Do Blog da Raquel Rolnik
Muito além da polêmica sobre a presença ou não da PM no campus da USP
04/11/11 por raquelrolnik
Ontem participei, a convite do Grêmio da FAU, de um debate sobre
a questão da segurança na USP e a crise que se instalou desde a semana
passada, quando policiais abordaram estudantes da FFLCH, cujos colegas
reagiram. Além de mim, estavam na mesa o professor Alexandre
Delijaicov, também da FAU, e um estudante, representando o movimento de
ocupação da Reitoria.
Para além da polêmica em torno da ocupação da Reitoria, me parece que
estão em jogo nessa questão três aspectos que têm sido muito pouco
abordados. O primeiro refere-se à estrutura de gestão dos processos
decisórios dentro da USP: quem e em que circunstâncias decide os rumos
da universidade? Não apenas com relação à presença da Polícia Militar ou
não, mas com relação à existência de uma estação de metrô dentro do
campus ou não, ou da própria política de ensino e pesquisa da
universidade e sua relação com a sociedade. A gestão da USP e de seus
processos decisórios é absolutamente estruturada em torno da hierarquia
da carreira acadêmica.
Há muito tempo está claro que esse modelo não tem capacidade de
expressar e representar os distintos segmentos que compõem a
universidade, nem de lidar com os conflitos, movimentos e experiências
sociopolíticas que dela emergem. O fato é que a direção da USP não se
contaminou positivamente pelas experiências de gestão democrática,
compartilhada e participativa vividas em vários âmbitos e níveis da
gestão pública no Brasil. Enfim, a Universidade de São Paulo não se
democratizou.
Um segundo aspecto diz respeito ao tema da segurança no campus em si.

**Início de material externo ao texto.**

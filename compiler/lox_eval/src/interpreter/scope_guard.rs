//! RAII scope guard for block execution.
//!
//! [`ScopedInterpreter`] pushes a scope on creation and pops it on drop, so
//! a block's scope is discarded whether the block completes, returns a
//! runtime error through `?`, or unwinds.

use std::ops::{Deref, DerefMut};

use super::Interpreter;

/// Guard holding the interpreter while a block scope is active.
///
/// Derefs to [`Interpreter`], so the guarded code calls interpreter methods
/// directly.
pub struct ScopedInterpreter<'guard> {
    interpreter: &'guard mut Interpreter,
}

impl Drop for ScopedInterpreter<'_> {
    fn drop(&mut self) {
        self.interpreter.env.pop_scope();
    }
}

impl Deref for ScopedInterpreter<'_> {
    type Target = Interpreter;

    fn deref(&self) -> &Self::Target {
        self.interpreter
    }
}

impl DerefMut for ScopedInterpreter<'_> {
    fn deref_mut(&mut self) -> &mut Self::Target {
        self.interpreter
    }
}

impl Interpreter {
    /// Push a scope that is popped when the returned guard drops.
    pub fn scoped(&mut self) -> ScopedInterpreter<'_> {
        self.env.push_scope();
        ScopedInterpreter { interpreter: self }
    }

    /// Run `f` inside a new scope.
    pub fn with_env_scope<T, F>(&mut self, f: F) -> T
    where
        F: FnOnce(&mut ScopedInterpreter<'_>) -> T,
    {
        let mut scoped = self.scoped();
        f(&mut scoped)
    }
}
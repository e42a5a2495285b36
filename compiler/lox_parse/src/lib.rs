//! Recursive descent parser for Lox.
//!
//! Consumes the scanner's token slice and produces a program (a sequence of
//! statements). Parsing never stops at the first error: a malformed
//! declaration is recorded, the parser synchronizes to the next statement
//! boundary, and parsing resumes. Callers must check
//! [`ParseOutput::has_errors`] before trusting the statements.

mod cursor;
mod error;
mod grammar;
pub mod recovery;

pub use cursor::Cursor;
pub use error::ParseError;
pub use recovery::{synchronize, TokenSet, DECLARATION_START};

use lox_ir::{Expr, Stmt, Token, TokenKind};
use tracing::debug;

/// Statements and errors from parsing a whole program.
#[derive(Clone, Debug, Default, PartialEq)]
pub struct ParseOutput {
    pub statements: Vec<Stmt>,
    pub errors: Vec<ParseError>,
}

impl ParseOutput {
    pub fn has_errors(&self) -> bool {
        !self.errors.is_empty()
    }
}

/// What one line of interactive input turned out to be.
#[derive(Clone, Debug, PartialEq)]
pub enum ReplInput {
    /// A single expression with no trailing `;`. Its value gets printed.
    Expression(Expr),
    /// Ordinary statements, executed as a program.
    Statements(Vec<Stmt>),
}

/// Result of parsing one interactive input.
#[derive(Clone, Debug, PartialEq)]
pub struct ReplOutput {
    pub input: ReplInput,
    pub errors: Vec<ParseError>,
}

impl ReplOutput {
    pub fn has_errors(&self) -> bool {
        !self.errors.is_empty()
    }
}

/// Parser state.
pub struct Parser<'a> {
    pub(crate) cursor: Cursor<'a>,
    pub(crate) errors: Vec<ParseError>,
}

impl<'a> Parser<'a> {
    /// Create a parser over `tokens`, which should end with `Eof`.
    pub fn new(tokens: &'a [Token]) -> Self {
        Parser {
            cursor: Cursor::new(tokens),
            errors: Vec::new(),
        }
    }

    /// `program -> declaration* EOF`
    pub fn parse_program(mut self) -> ParseOutput {
        let mut statements = Vec::new();
        while !self.cursor.is_at_end() {
            if let Some(stmt) = self.declaration_or_recover() {
                statements.push(stmt);
            }
        }

        debug!(
            statements = statements.len(),
            errors = self.errors.len(),
            "parsed program"
        );
        ParseOutput {
            statements,
            errors: self.errors,
        }
    }

    /// Parse one line of interactive input.
    ///
    /// Only the first declaration may be a bare expression, and only when
    /// the input ends right after it. Everything else parses as a program.
    pub fn parse_repl_input(mut self) -> ReplOutput {
        let mut statements = Vec::new();

        if !self.cursor.is_at_end() {
            match self.repl_head() {
                Ok(ReplInput::Expression(expr)) => {
                    debug!(errors = self.errors.len(), "parsed bare expression");
                    return ReplOutput {
                        input: ReplInput::Expression(expr),
                        errors: self.errors,
                    };
                }
                Ok(ReplInput::Statements(head)) => statements.extend(head),
                Err(err) => self.recover(err),
            }
        }

        let rest = self.parse_program();
        statements.extend(rest.statements);
        ReplOutput {
            input: ReplInput::Statements(statements),
            errors: rest.errors,
        }
    }

    /// First declaration of an interactive line.
    fn repl_head(&mut self) -> Result<ReplInput, ParseError> {
        let starts_statement = matches!(
            self.cursor.current_kind(),
            TokenKind::Var
                | TokenKind::Print
                | TokenKind::If
                | TokenKind::While
                | TokenKind::LeftBrace
        );
        if starts_statement {
            return Ok(ReplInput::Statements(vec![self.declaration()?]));
        }

        let expr = self.expression()?;
        if self.cursor.is_at_end() {
            return Ok(ReplInput::Expression(expr));
        }
        self.cursor
            .expect(TokenKind::Semicolon, "Expect ';' after expression.")?;
        Ok(ReplInput::Statements(vec![Stmt::Expression(expr)]))
    }

    /// Parse a declaration, entering panic mode on failure. A failed
    /// declaration yields no statement.
    pub(crate) fn declaration_or_recover(&mut self) -> Option<Stmt> {
        match self.declaration() {
            Ok(stmt) => Some(stmt),
            Err(err) => {
                self.recover(err);
                None
            }
        }
    }

    fn recover(&mut self, err: ParseError) {
        debug!(
            line = err.token.line,
            message = %err.message,
            "parse error"
        );
        self.errors.push(err);
        synchronize(&mut self.cursor);
    }
}

/// Parse a token sequence into a program.
pub fn parse(tokens: &[Token]) -> ParseOutput {
    Parser::new(tokens).parse_program()
}

/// Parse one line of interactive input.
pub fn parse_repl(tokens: &[Token]) -> ReplOutput {
    Parser::new(tokens).parse_repl_input()
}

É uma enorme falácia, dentro ou fora da universidade, dizer que
presença de polícia é sinônimo de segurança e vice-versa. O modelo
urbanístico do campus, segregado, unifuncional, com densidade de
ocupação baixíssima e com mobilidade baseada no automóvel é o mais
inseguro dos modelos urbanísticos, porque tem enormes espaços vazios,
sem circulação de pessoas, mal iluminados e abandonados durante várias
horas do dia e da noite. Esse modelo, como o de muitos outros campi do
Brasil, foi desenhado na época da ditadura militar e até hoje não foi
devidamente debatido e superado. É evidente, portanto, que a questão da
segurança tem muito a ver com a equação urbanística.
Finalmente, há o debate sobre a presença ou não da PM no campus.
Algumas perguntas precisam ser feitas: o campus faz parte ou não da
cidade? queremos ou não que o campus faça parte da cidade? Em parte, a
resposta dada hoje pela gestão da USP é que a universidade não faz parte
da cidade: aqui há poucos serviços para a população, poucas moradias,
não pode haver estação de metrô, exige-se carteirinha para entrar à
noite e durante o fim de semana. Tudo isso combina com a lógica de que a
polícia não deve entrar aqui. Mas a questão é maior: se a entrada da PM
no campus significa uma restrição à liberdade de pensamento, de
comportamento, de organização e de ação política, nós não deveríamos
discutir isso pro conjunto da cidade? Então na USP não pode, mas na
cidade toda pode? Que PM é essa?
Essas questões mostram que o que está em jogo é muito mais complexo do que a polêmica sobre a presença ou não da PM no campus.